80 applicants were screened, and 26 candidates were interviewed for the demonstration project. From that, fifteen students were selected to be part of MEDEX Northwest Class 1.
One of Smith’s objectives was the underserved populations of the US, so he thought it was necessary to recruit from minority groups.
“In that first group I wanted to find, at least, an Hispanic and a black,” he says. This proved rather difficult because Medex was an untried profession. “Most of the people I talked to were not interested in getting a job that wasn’t going to be guaranteed.”
Steven Turnipseed, MEDEX Class 1
Smith found his sole African American candidate working as a MTA at Leavenworth Federal Prison where he was treating life-term inmates. In the late 60s, an MTA or Medical Technical Assistant operated much like a physician assistant within the Federal Bureau of Prisons Health Department. Turnipseed was back in the States from 10 years in the US Army, his last duty assignment with the 1st Special Forces Group in counter-intelligence and psychological warfare in Northeast Thailand along the Cambodian and Laotian borders. Early in his military career, Turnipseed received advance training as a surgical tech, a radiological tech and, later, as a medic to accompany the Special Forces team.
“Someone called me on a Sunday night,” recalls Turnipseed. “He said, ‘Hi, this is Dick Smith. “I’m really interested in you coming out and looking at this new program we have called MEDEX.’ He tried to explain to me a little bit about the dynamics of what he was trying to do, where he was going.”
Turnipseed listened, took it all in and went back to his colleagues at the prison. “They all looked at me and said, ‘Are you crazy? That will never fly. Once you get outside the prison where you have the protection of the Federal jurisdiction, there’s nothing to cover you. No person—no doctor, no nurse, no patient, would accept a Medex. You just can’t do that. People don’t want that.’”
After three or four days of deliberation, Turnipseed made up his mind to apply to the MEDEX program. His coworkers at Leavenworth said, “Well, okay Steve. We expect you back in about three months. You’ve got a GS18, and that’s pretty high.
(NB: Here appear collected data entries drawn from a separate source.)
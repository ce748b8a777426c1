//! Scan request models

use serde::Deserialize;
use serde_json::Value;

#[derive(Debug, Default, Deserialize)]
pub struct PredictRequest {
    #[serde(default)]
    pub url: String,
}

#[derive(Debug, Default, Deserialize)]
pub struct BulkRequest {
    #[serde(default)]
    pub urls: Vec<Value>,
}

impl BulkRequest {
    /// Batch entries as text. Strings pass through; other values render as
    /// `None`, `True`, `False`, a number, or a bracketed repr such as
    /// `['a', 1]`, and are classified like any other entry.
    pub fn url_strings(&self) -> Vec<String> {
        self.urls
            .iter()
            .map(|entry| match entry {
                Value::String(s) => s.clone(),
                other => display_value(other),
            })
            .collect()
    }
}

fn display_value(value: &Value) -> String {
    match value {
        Value::Null => "None".to_string(),
        Value::Bool(true) => "True".to_string(),
        Value::Bool(false) => "False".to_string(),
        Value::Number(n) => n.to_string(),
        Value::String(s) => format!("'{}'", s),
        Value::Array(items) => {
            let inner: Vec<String> = items.iter().map(display_value).collect();
            format!("[{}]", inner.join(", "))
        }
        Value::Object(map) => {
            let inner: Vec<String> = map
                .iter()
                .map(|(k, v)| format!("'{}': {}", k, display_value(v)))
                .collect();
            format!("{{{}}}", inner.join(", "))
        }
    }
}

#[cfg(test)]
mod tests {
    use super::*;

    #[test]
    fn test_missing_fields_default_to_empty() {
        let predict: PredictRequest = serde_json::from_str("{}").unwrap();
        assert_eq!(predict.url, "");

        let bulk: BulkRequest = serde_json::from_str("{}").unwrap();
        assert!(bulk.urls.is_empty());
    }

    #[test]
    fn test_bulk_entries_coerced_to_text() {
        let bulk: BulkRequest = serde_json::from_str(
            r#"{"urls": ["http://a.com", null, 42, true, false, 1.5, ["x", 2], {"k": null}]}"#,
        )
        .unwrap();
        assert_eq!(
            bulk.url_strings(),
            vec!["http://a.com", "None", "42", "True", "False", "1.5", "['x', 2]", "{'k': None}"]
        );
    }

    #[test]
    fn test_blank_strings_stay_blank() {
        let bulk: BulkRequest = serde_json::from_str(r#"{"urls": ["", "  "]}"#).unwrap();
        assert_eq!(bulk.url_strings(), vec!["", "  "]);
    }
}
You just can’t get out of this.”
In Seattle, Turnipseed met Dr. Richard Smith in person. “Dick is a unique individual in himself because he was so passionate, and he was so knowledgeable. When he talked, things happened. People believed in him, and they followed him. He became my mentor. I followed him, and this is how we got to where we are today.”
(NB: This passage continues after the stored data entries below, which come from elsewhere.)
//! Classification Dispatch
//!
//! Input: raw URL string(s) + shared classifier
//! Output: `Prediction` / `BatchReport`
//!
//! The only errors raised here are guard clauses on the input; anything the
//! classifier returns is propagated unchanged.

use crate::constants::{CONFIDENCE_DECIMALS, MAX_BATCH_URLS, PROBABILITY_DECIMALS};
use crate::logic::features::{extract_features, UrlFeatures};
use crate::logic::model::classifier::{pair_with_labels, Classifier};
use crate::logic::threat::compute_dna;

use super::types::{BatchItem, BatchReport, LabelMap, Prediction, ScanError};

/// Classifier answer for one URL, rounded for output
struct Scored {
    label: String,
    probabilities: LabelMap<f64>,
    confidence: f64,
}

/// Round to `decimals` places, resolving exact halves to the even neighbour.
///
/// A scaled value that lands on `.5` is only a true tie when the product was
/// exact; otherwise the product's rounding error says which side it is on.
pub fn round_to(value: f64, decimals: i32) -> f64 {
    let factor = 10f64.powi(decimals);
    let scaled = value * factor;

    let rounded = if (scaled - scaled.trunc()).abs() == 0.5 {
        let error = value.mul_add(factor, -scaled);
        if error == 0.0 {
            scaled.round_ties_even()
        } else if error > 0.0 {
            scaled.ceil()
        } else {
            scaled.floor()
        }
    } else {
        scaled.round()
    };

    rounded / factor
}

fn score(classifier: &dyn Classifier, url: &str, features: &UrlFeatures) -> Result<Scored, ScanError> {
    let vector = features.to_vector();
    log::trace!("{} features: {}", url, vector.to_log_entry());

    let (index, probabilities) = classifier.classify(&vector)?;

    let label = classifier.label_for_index(index)?.to_string();
    let pairs = pair_with_labels(classifier.labels(), &probabilities)?;

    let top = probabilities.iter().copied().fold(0.0, f64::max);
    let confidence = round_to(top * 100.0, CONFIDENCE_DECIMALS);

    log::debug!("{} -> {} ({:.1}%, {})", url, label, confidence, classifier.method());

    Ok(Scored {
        label,
        probabilities: LabelMap(
            pairs
                .into_iter()
                .map(|(l, p)| (l, round_to(p, PROBABILITY_DECIMALS)))
                .collect(),
        ),
        confidence,
    })
}

// ============================================================================
// SINGLE
// ============================================================================

/// Classify one URL and score its threat DNA.
///
/// The input is trimmed; a blank input is `InvalidInput`.
pub fn predict_url(classifier: &dyn Classifier, raw_url: &str) -> Result<Prediction, ScanError> {
    let url = raw_url.trim();
    if url.is_empty() {
        return Err(ScanError::InvalidInput("No URL provided".to_string()));
    }

    let features = extract_features(url);
    let scored = score(classifier, url, &features)?;
    let dna = compute_dna(url, &features);

    Ok(Prediction {
        url: url.to_string(),
        prediction: scored.label,
        probabilities: scored.probabilities,
        dna,
        confidence: scored.confidence,
    })
}

// ============================================================================
// BATCH
// ============================================================================

/// Classify up to `MAX_BATCH_URLS` URLs in input order.
///
/// The size guard runs before any URL is touched. Blank entries are skipped
/// without being counted.
pub fn predict_batch<S: AsRef<str>>(
    classifier: &dyn Classifier,
    urls: &[S],
) -> Result<BatchReport, ScanError> {
    if urls.is_empty() {
        return Err(ScanError::InvalidInput("No URLs provided".to_string()));
    }
    if urls.len() > MAX_BATCH_URLS {
        log::warn!("Batch rejected: {} entries (max {})", urls.len(), MAX_BATCH_URLS);
        return Err(ScanError::BatchTooLarge {
            max: MAX_BATCH_URLS,
            got: urls.len(),
        });
    }

    let start_time = std::time::Instant::now();
    let mut results = Vec::with_capacity(urls.len());

    for raw_url in urls {
        let url = raw_url.as_ref().trim();
        if url.is_empty() {
            continue;
        }

        let features = extract_features(url);
        let scored = score(classifier, url, &features)?;

        results.push(BatchItem {
            url: url.to_string(),
            prediction: scored.label,
            confidence: scored.confidence,
            probabilities: scored.probabilities,
        });
    }

    let summary = LabelMap(
        classifier
            .labels()
            .classes()
            .iter()
            .map(|label| {
                let count = results.iter().filter(|r| &r.prediction == label).count();
                (label.clone(), count)
            })
            .collect(),
    );

    log::info!(
        "Batch scanned: {} of {} entries in {}ms",
        results.len(),
        urls.len(),
        start_time.elapsed().as_millis()
    );

    Ok(BatchReport {
        total: results.len(),
        results,
        summary,
    })
}

// ============================================================================
// TESTS
// ============================================================================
Smith describes Turnipseed as “one of the most wonderful human beings I know. He had incredible skills, both people skills and medical skills.” Steve spoke fluent German and Spanish, despite the fact he didn’t have a high school education. Later, Steven Turnipseed got his GED and received his bachelor’s and a master’s degree in Public Health.
During the preceptorship phase of his MEDEX education, Steve was placed in an urban Seattle hospital setting—Group Health Central on Capitol Hill. He worked there for a number of years, ran an outpatient clinic and developed a highly successful addiction treatment services program.
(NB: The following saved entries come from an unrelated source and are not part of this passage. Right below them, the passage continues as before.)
//! Model Module - URL Classifier Backends
//!
//! The classifier is a capability behind the `Classifier` trait.
//! Backends: ONNX session (`inference`), heuristic fallback (`fallback`).

pub mod classifier;
pub mod labels;
pub mod inference;
pub mod fallback;

use std::path::PathBuf;
use std::sync::Arc;

// Re-export common types
pub use classifier::{Classifier, ClassifierError, ModelStatus};
pub use labels::LabelEncoder;
pub use inference::{OnnxClassifier, ModelMetadata};
pub use fallback::HeuristicClassifier;

/// Where the classifier and its labels come from
#[derive(Debug, Clone, Default)]
pub struct ModelConfig {
    pub model_path: Option<PathBuf>,
    pub model_sha256: Option<String>,
    pub labels_path: Option<PathBuf>,
}

impl ModelConfig {
    /// `MODEL_PATH`, `MODEL_SHA256`, `LABELS_PATH`
    pub fn from_env() -> Self {
        Self {
            model_path: crate::constants::get_model_path(),
            model_sha256: crate::constants::get_model_sha256(),
            labels_path: crate::constants::get_labels_path(),
        }
    }
}

/// Build the process-wide classifier once at startup.
///
/// A configured model that fails to load is an error. No model configured
/// means the heuristic fallback.
pub fn load_classifier(config: &ModelConfig) -> Result<Arc<dyn Classifier>, ClassifierError> {
    let labels = match &config.labels_path {
        Some(path) => LabelEncoder::load(path)?,
        None => LabelEncoder::default(),
    };

    match &config.model_path {
        Some(path) => {
            let classifier = OnnxClassifier::load(path, labels, config.model_sha256.as_deref())?;
            Ok(Arc::new(classifier))
        }
        None => {
            log::warn!("No ONNX model configured - using fallback heuristics");
            Ok(Arc::new(HeuristicClassifier::new(labels)))
        }
    }
}

#[cfg(test)]
mod tests {
    use super::*;
    use std::io::Write;

    #[test]
    fn test_default_config_uses_heuristics() {
        let classifier = load_classifier(&ModelConfig::default()).unwrap();
        assert_eq!(classifier.method(), "heuristic");
        assert_eq!(classifier.labels().len(), 4);

        let status = classifier.status();
        assert!(status.loaded);
        assert_eq!(status.engine, "heuristic");
        assert!(status.model_path.is_none());
    }

    #[test]
    fn test_custom_labels_file() {
        let mut file = tempfile::NamedTempFile::new().unwrap();
        write!(file, r#"["benign", "phishing"]"#).unwrap();

        let config = ModelConfig {
            labels_path: Some(file.path().to_path_buf()),
            ..Default::default()
        };
        let classifier = load_classifier(&config).unwrap();
        assert_eq!(classifier.labels().classes(), &["benign".to_string(), "phishing".to_string()]);
    }

    #[test]
    fn test_missing_model_is_an_error() {
        let config = ModelConfig {
            model_path: Some(PathBuf::from("/nonexistent/model.onnx")),
            ..Default::default()
        };
        assert!(matches!(load_classifier(&config), Err(ClassifierError::ModelNotFound(_))));
    }
}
In 2006, Group Health created the Steven Turnipseed PA-C Award, an annual honor recognizing outstanding service among one of the 136+ individual PAs currently working at Group Health.
John Betz, MEDEX Class 1
The US Navy had supplied John Betz with his initial medical training. “After three years of college, I joined the Naval Reserve, and went to Great Lakes, Illinois, for boot camp,” he says. Betz was accepted into the Hospital Corps School, and then sent to a receiving station in Philadelphia to work with patients. “I had the good luck to end up at Bethesda Naval Hospital, which is a wonderful place to work.”
At Bethesda, Betz started out on the pediatric ward and, after a year and a half, made senior corpsman on the pediatric ward. Betz worked there until the end of his six-year enlistment. He stayed at the Naval Hospital, but switched to the allergy clinic as a civilian allergy tech. “I made allergy serums, skin tested people, and did that sort of thing,” he says.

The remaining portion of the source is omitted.